[[ SOURCE MATERIAL, beginning ]]

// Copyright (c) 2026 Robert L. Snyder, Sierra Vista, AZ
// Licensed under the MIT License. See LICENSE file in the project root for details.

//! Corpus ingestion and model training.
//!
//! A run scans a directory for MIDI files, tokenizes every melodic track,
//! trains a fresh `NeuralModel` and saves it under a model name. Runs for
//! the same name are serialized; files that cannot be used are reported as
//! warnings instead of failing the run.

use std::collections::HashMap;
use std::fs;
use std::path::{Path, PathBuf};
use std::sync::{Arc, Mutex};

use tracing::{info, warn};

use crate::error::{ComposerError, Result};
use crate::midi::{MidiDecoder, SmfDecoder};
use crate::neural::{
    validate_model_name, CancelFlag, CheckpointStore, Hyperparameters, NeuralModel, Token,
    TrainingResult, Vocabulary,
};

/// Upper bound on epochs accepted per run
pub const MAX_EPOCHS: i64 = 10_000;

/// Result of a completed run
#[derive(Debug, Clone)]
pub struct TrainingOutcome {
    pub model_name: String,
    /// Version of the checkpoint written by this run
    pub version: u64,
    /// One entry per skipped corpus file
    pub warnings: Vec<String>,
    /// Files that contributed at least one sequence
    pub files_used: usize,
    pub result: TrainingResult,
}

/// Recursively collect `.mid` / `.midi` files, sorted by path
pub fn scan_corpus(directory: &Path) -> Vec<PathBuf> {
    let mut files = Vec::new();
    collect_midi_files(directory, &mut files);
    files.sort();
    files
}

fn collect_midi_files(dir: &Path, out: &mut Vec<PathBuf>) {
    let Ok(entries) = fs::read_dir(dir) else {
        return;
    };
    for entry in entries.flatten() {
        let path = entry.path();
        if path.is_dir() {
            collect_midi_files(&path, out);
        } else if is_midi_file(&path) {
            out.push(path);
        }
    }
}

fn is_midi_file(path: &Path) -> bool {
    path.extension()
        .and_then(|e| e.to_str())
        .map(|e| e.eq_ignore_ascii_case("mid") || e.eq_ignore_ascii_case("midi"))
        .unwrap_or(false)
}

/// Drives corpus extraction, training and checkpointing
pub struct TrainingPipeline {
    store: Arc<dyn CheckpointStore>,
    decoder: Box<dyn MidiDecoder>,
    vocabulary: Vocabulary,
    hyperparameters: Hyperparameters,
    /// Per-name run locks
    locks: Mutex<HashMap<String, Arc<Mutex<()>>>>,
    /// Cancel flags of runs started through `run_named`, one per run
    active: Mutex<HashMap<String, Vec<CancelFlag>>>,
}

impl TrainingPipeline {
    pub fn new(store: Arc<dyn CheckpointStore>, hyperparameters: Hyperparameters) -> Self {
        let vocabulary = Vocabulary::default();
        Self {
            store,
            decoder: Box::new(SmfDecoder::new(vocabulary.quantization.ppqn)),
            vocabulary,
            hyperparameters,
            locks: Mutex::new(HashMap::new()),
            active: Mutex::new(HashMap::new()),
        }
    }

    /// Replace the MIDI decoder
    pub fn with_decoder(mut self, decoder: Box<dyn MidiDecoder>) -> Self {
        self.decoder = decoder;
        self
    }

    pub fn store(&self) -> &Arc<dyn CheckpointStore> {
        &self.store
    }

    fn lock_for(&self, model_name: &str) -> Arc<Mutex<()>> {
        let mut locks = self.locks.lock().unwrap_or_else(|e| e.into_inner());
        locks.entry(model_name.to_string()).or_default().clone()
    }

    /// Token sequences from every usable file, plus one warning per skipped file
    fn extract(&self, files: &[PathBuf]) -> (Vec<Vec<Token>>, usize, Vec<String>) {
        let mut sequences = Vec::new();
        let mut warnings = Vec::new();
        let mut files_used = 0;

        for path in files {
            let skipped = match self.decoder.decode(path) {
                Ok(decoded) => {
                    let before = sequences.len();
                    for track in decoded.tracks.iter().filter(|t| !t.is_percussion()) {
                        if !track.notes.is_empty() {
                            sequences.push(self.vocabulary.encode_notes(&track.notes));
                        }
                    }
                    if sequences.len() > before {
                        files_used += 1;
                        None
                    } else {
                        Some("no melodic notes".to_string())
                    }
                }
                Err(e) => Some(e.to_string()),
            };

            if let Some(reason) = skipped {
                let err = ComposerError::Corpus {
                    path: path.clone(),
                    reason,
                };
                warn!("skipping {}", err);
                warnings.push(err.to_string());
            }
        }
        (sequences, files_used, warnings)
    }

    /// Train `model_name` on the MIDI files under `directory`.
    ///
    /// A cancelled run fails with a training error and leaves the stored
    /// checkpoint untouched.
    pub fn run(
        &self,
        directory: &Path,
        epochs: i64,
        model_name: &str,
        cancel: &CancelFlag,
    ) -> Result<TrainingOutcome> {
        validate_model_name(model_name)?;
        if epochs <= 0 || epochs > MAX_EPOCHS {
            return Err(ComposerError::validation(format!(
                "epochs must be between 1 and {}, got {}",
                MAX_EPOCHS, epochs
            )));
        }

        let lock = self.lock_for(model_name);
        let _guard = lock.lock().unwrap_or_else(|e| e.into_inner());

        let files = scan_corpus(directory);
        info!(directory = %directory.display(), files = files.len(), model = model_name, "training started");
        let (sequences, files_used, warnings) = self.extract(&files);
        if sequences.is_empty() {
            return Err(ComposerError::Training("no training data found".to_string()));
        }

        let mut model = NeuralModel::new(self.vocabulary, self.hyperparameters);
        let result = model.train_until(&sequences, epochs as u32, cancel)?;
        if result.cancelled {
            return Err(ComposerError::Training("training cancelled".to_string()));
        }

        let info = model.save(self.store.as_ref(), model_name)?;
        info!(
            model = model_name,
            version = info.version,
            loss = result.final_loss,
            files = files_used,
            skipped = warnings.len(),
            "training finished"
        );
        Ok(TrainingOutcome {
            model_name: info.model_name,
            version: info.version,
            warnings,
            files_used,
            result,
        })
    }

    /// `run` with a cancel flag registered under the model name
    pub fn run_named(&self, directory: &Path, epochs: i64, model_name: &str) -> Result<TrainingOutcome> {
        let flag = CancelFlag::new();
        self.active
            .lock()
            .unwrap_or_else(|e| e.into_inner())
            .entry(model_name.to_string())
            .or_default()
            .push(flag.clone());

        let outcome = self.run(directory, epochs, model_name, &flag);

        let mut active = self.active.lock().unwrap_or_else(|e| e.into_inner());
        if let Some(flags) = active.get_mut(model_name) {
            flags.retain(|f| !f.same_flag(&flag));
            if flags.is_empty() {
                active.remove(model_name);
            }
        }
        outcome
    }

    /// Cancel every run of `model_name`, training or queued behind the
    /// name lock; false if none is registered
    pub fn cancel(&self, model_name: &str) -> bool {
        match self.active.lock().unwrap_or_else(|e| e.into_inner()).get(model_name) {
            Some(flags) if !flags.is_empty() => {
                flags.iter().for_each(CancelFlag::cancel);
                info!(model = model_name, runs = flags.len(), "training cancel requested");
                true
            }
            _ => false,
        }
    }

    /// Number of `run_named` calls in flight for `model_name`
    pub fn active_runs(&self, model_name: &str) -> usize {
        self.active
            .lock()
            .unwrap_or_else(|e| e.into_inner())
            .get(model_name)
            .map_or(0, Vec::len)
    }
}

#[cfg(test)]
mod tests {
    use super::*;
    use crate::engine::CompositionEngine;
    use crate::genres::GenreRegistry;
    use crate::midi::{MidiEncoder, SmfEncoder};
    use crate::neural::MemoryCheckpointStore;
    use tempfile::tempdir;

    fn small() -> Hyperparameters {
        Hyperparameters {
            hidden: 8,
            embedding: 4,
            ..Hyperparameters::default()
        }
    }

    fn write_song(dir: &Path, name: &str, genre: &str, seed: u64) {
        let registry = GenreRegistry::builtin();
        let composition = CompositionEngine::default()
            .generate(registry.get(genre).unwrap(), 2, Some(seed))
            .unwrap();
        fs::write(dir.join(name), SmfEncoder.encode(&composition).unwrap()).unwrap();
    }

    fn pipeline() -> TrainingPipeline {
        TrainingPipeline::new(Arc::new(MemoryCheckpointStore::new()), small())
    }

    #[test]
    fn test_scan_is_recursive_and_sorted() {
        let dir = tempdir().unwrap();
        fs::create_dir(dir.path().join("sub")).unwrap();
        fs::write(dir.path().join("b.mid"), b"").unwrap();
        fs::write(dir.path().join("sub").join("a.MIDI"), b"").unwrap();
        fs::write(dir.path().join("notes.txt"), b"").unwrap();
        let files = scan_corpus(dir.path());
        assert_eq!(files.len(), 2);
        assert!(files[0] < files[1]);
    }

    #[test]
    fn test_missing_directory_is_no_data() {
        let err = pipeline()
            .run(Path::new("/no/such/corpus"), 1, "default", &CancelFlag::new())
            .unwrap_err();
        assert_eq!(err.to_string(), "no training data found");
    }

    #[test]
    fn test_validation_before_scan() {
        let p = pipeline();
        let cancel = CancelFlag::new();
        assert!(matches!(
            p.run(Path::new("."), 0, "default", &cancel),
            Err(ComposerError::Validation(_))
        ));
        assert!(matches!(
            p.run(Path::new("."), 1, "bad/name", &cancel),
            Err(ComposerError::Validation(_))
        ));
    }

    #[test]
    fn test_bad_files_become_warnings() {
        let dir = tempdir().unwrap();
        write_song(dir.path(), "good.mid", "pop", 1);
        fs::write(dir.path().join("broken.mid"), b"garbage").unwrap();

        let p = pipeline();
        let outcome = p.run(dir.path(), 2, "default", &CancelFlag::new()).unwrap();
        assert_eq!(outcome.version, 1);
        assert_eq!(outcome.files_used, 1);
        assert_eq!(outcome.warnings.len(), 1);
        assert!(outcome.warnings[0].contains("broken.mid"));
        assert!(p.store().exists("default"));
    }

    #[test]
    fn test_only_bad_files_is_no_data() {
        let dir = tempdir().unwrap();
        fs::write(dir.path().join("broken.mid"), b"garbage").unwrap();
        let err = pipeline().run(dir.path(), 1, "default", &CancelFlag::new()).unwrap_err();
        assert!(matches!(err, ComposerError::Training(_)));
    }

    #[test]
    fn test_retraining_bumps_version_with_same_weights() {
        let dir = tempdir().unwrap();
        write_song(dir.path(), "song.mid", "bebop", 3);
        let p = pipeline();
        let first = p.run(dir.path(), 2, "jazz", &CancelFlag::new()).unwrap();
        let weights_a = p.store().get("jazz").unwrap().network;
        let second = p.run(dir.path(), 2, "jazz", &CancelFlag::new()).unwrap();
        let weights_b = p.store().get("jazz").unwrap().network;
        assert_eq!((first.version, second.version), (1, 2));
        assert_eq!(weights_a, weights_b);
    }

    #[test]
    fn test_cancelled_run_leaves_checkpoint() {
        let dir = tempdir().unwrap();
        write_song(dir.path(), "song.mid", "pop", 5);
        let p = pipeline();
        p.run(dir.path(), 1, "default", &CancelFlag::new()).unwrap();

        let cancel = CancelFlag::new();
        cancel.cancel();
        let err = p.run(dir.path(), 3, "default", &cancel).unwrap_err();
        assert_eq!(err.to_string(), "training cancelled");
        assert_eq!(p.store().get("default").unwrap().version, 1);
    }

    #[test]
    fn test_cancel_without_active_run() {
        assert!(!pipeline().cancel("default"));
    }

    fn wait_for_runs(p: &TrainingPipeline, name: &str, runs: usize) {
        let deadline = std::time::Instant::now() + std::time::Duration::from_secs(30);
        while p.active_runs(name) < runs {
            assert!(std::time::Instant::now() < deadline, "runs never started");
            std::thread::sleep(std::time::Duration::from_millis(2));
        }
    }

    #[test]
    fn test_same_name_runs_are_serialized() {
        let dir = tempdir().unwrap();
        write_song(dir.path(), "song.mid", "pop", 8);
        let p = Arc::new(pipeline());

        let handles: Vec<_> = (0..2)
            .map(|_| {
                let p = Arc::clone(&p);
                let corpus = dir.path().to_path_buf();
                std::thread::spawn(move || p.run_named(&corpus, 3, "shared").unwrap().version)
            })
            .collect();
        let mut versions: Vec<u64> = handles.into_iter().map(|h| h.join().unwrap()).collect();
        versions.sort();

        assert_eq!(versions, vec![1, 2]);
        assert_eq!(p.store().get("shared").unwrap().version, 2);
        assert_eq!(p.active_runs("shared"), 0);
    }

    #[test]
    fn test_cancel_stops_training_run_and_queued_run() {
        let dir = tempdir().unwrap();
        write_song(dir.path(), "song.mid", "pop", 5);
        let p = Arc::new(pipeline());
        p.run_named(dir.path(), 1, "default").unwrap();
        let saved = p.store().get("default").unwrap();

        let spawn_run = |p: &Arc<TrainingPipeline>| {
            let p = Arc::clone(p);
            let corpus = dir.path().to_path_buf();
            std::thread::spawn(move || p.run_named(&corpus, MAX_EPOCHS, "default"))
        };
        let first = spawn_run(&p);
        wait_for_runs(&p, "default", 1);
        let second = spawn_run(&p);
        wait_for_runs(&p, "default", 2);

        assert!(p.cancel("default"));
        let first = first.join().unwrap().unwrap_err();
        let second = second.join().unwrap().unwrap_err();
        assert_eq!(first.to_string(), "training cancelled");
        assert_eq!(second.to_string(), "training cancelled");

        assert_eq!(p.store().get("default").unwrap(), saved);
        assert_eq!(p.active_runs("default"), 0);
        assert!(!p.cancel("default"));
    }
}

[[ SOURCE MATERIAL, end ]]

» **ACTION ITEM**
Determine how many lines in the listing above hold the string "entry", then write only the number.

» **TASK RESPONSE**
5